‘It was a joke’: sorry Alan Sugar, no it wasn’t
08 Jul 2018
“It was a joke ”, translated most accurately as “I don’t give a fuck”. An age old rebuttal used to defend the indefensible. Like everything else, it has managed to find its way to the internet, and for the most part seems to be doing quite well. To me, these four words make up the most offensive, infuriating and trivialising vocabulary English has to offer. But to many they don’t, as Twitter and the papers seem to be awash with this broken record, which sadly seems to be going nowhere fast.
Those who misguidedly use it think they are being clever, brushing off deftly the fact that they a) aren’t sorry and b) are too scared to admit it. However, where they feel this political evasiveness has made them seem markedly more human and relatable, it achieves the exact opposite. It is blindingly obvious that they are justifying not apologising, careless not heartfelt, undermining not understanding and in the most part would say what they said again, or worse, in a heartbeat. These people throw out flippant, often racist remarks, only to detract them with the same air of disregard with which they said them in the first place. “It was a joke” gives them the means to do so without the backlash they deserve.
Twenty years as a young mixed raced woman has taught me that ignorant people have been born with an innate survival kit that sees these four pathetic words strung together as a lifeline to be relied on, when their bigotry, misogyny and racism puts in jeopardy their god-given right to free speech.
“As a society, we settle for humour as an explanation for offence and it is both bizarre and increasingly worrying”
I’m sure we’re all used to seeing a lack of positive black representation in the media, and as much as I am disinterested in the World Cup and everything its hosting country stands for, it has been really uplifting to see so many young, black men in the papers, lauded for bringing home the hopes of their nation rather than being demonised on front page news. This is why Alan Sugar’s latest tweet – which compared the Senegalese team to men selling sunglasses on a Marbella beach – resulted in understandable upset and anger. Denial and racism become embroiled once again, as he became yet another Caucasian dinosaur to cause deep offence in his effort to grapple with his new shiny toy – the internet. Despite it receiving widespread condemnation and outrage, Sugar thought it fine to follow up with: “ it is meant to be funny … for god sake” and “I cant [sic] see what I have to apologise for…you are OTT…its [sic] a bloody joke.”

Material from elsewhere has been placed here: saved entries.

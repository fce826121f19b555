//! Binary encoding primitives shared by the header, page, and record
//! layouts in spec.md §6.
//!
//! Every multi-byte integer on disk is big-endian (spec.md §4.1). Byte
//! strings are length-prefixed with a 4-byte signed length; a length of
//! `-1` is the null sentinel, distinct from a present-but-empty string.

use byteorder::{BigEndian, ByteOrder};

use crate::error::{MaviError, Result};

/// Sentinel `next-page-offset` marking the end of a page-io record
/// (spec.md §4.1, §6 "Page layout").
pub const END_OF_RECORD: u64 = u64::MAX;

pub fn write_u32(out: &mut Vec<u8>, value: u32) {
    let mut buf = [0u8; 4];
    BigEndian::write_u32(&mut buf, value);
    out.extend_from_slice(&buf);
}

pub fn write_u64(out: &mut Vec<u8>, value: u64) {
    let mut buf = [0u8; 8];
    BigEndian::write_u64(&mut buf, value);
    out.extend_from_slice(&buf);
}

pub fn write_i32(out: &mut Vec<u8>, value: i32) {
    let mut buf = [0u8; 4];
    BigEndian::write_i32(&mut buf, value);
    out.extend_from_slice(&buf);
}

/// Write a byte string as a 4-byte length prefix followed by its bytes.
/// `None` is written as length `-1` with no payload.
pub fn write_bytestring(out: &mut Vec<u8>, value: Option<&[u8]>) {
    match value {
        Some(bytes) => {
            write_i32(out, bytes.len() as i32);
            out.extend_from_slice(bytes);
        }
        None => write_i32(out, -1),
    }
}

/// A read-only cursor over a byte slice, used to parse the header and page
/// layouts back out. Every read checks bounds and reports `EndOfFile`
/// rather than panicking on a truncated record.
pub struct ByteReader<'a> {
    bytes: &'a [u8],
    pos: usize,
}

impl<'a> ByteReader<'a> {
    pub fn new(bytes: &'a [u8]) -> Self {
        Self { bytes, pos: 0 }
    }

    pub fn position(&self) -> usize {
        self.pos
    }

    pub fn remaining(&self) -> &'a [u8] {
        &self.bytes[self.pos..]
    }

    fn take(&mut self, n: usize) -> Result<&'a [u8]> {
        if self.pos + n > self.bytes.len() {
            return Err(MaviError::EndOfFile {
                offset: self.pos as u64,
            });
        }
        let slice = &self.bytes[self.pos..self.pos + n];
        self.pos += n;
        Ok(slice)
    }

    pub fn read_u32(&mut self) -> Result<u32> {
        Ok(BigEndian::read_u32(self.take(4)?))
    }

    pub fn read_u64(&mut self) -> Result<u64> {
        Ok(BigEndian::read_u64(self.take(8)?))
    }

    pub fn read_i32(&mut self) -> Result<i32> {
        Ok(BigEndian::read_i32(self.take(4)?))
    }

    pub fn read_u8(&mut self) -> Result<u8> {
        Ok(self.take(1)?[0])
    }

    /// Read a length-prefixed byte string; a stored length of `-1` decodes
    /// to `None`.
    pub fn read_bytestring(&mut self) -> Result<Option<Vec<u8>>> {
        let len = self.read_i32()?;
        if len < 0 {
            return Ok(None);
        }
        Ok(Some(self.take(len as usize)?.to_vec()))
    }

    /// Read a length-prefixed byte string that must not be null.
    pub fn read_bytestring_required(&mut self) -> Result<Vec<u8>> {
        self.read_bytestring()?.ok_or(MaviError::CorruptPage {
            offset: self.pos as u64,
        })
    }
}

#[cfg(test)]
mod tests {
    use super::*;

    #[test]
    fn bytestring_round_trips_present_and_null() {
        let mut buf = Vec::new();
        write_bytestring(&mut buf, Some(b"hello"));
        write_bytestring(&mut buf, None);
        write_bytestring(&mut buf, Some(b""));

        let mut reader = ByteReader::new(&buf);
        assert_eq!(reader.read_bytestring().unwrap(), Some(b"hello".to_vec()));
        assert_eq!(reader.read_bytestring().unwrap(), None);
        assert_eq!(reader.read_bytestring().unwrap(), Some(Vec::new()));
    }

    #[test]
    fn truncated_record_reports_end_of_file() {
        let buf = vec![0u8, 0, 0];
        let mut reader = ByteReader::new(&buf);
        assert!(matches!(reader.read_u32(), Err(MaviError::EndOfFile { .. })));
    }

    #[test]
    fn integers_round_trip_big_endian() {
        let mut buf = Vec::new();
        write_u32(&mut buf, 0x0102_0304);
        write_u64(&mut buf, 0x1122_3344_5566_7788);
        assert_eq!(&buf[0..4], &[0x01, 0x02, 0x03, 0x04]);

        let mut reader = ByteReader::new(&buf);
        assert_eq!(reader.read_u32().unwrap(), 0x0102_0304);
        assert_eq!(reader.read_u64().unwrap(), 0x1122_3344_5566_7788);
    }
}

The frustration which comes across on his part is laughable. It’s the same kind of frustration you receive as a woman being hit on by a greasy old man whose subsequent rejection by you induces anger and confusion. In the only show of humour in the whole debacle, Sugar received an epiphany when his contract with the BBC came under threat, at which point he miraculously took to Twitter once more, hand held by his allowance-giving superior, to revise his misconduct. The tweet and everything it stood for, whilst horrendous, was overshadowed by his attempt to put it all down to satire. As a society, we settle for humour as an explanation for offence and it is both bizarre and increasingly worrying when you look at the wide spectrum of contexts this “oops” / “boys will be boys” mentality is covering . It is why America has a president that excused the normalising of molestation, why police brutality can be attributed to mere mishap or accident and why the degradation of sporting icons is nothing new in terms of how we deal with accountability.
“We are taught from a very young age that this is a quick fix, a solution and a compromise for not having to really say sorry”
Using humour as validation for offence is something that I am used to. I am not surprised by this turn of events. In primary school I received the same validation – it was a joke – when I was upset by a comment that compared me to a burnt gingerbread man. My teacher saw this as an acceptable conclusion to a falling-out between two six-year-olds; so it was no surprise when 13-year-old me accepted the ignorance of a classmate who found my parents’ interracial relationship “weird” on the basis of my dad being Jewish and my mum having dreadlocks. I accepted his excuse – it was a joke – as he attempted to laugh off my visible discomfort. Reacquainting myself with these personal experiences, I find it no coincidence that Sugar’s reaction is akin to my peers. We are taught from a very young age that this is a quick fix, a solution and a compromise for not having to really say sorry.
But when I say we are taught this, of course, that is not wholly true. It is only those of privilege and power who are allowed these liberties. Unsurprisingly, accountability seems to share the same double standard, found everywhere else in society. When Maya Jama’s tweet resurfaced from 2012, in which she retweeted a joke by a comedian which was at expense of dark skin women, she was met with warranted uproar. Rather than defending her tweet as a joke (which, ironically, was its original intended form) she rightfully condemned the tweet for what it was: racist, colourist and unacceptable. After numerous appearances which saw her provide genuine remorse, people including myself were still in doubt as to whether she could recover and come back from it. But when a white man guilty of doing the same or worse comes out of such an incident, they can continue to police our roads, continue to work for the BBC and most shockingly become president of one of the world’s superpowers.
In typical colonial conduct, it is a learned idea that accountability for offence must be avoided at all costs, therefore it is unsurprising that white celebrities and icons do the same. Humour is the most palatable form of denial and justification in an age that no longer accepts silence from peoples of power, and this needs to change.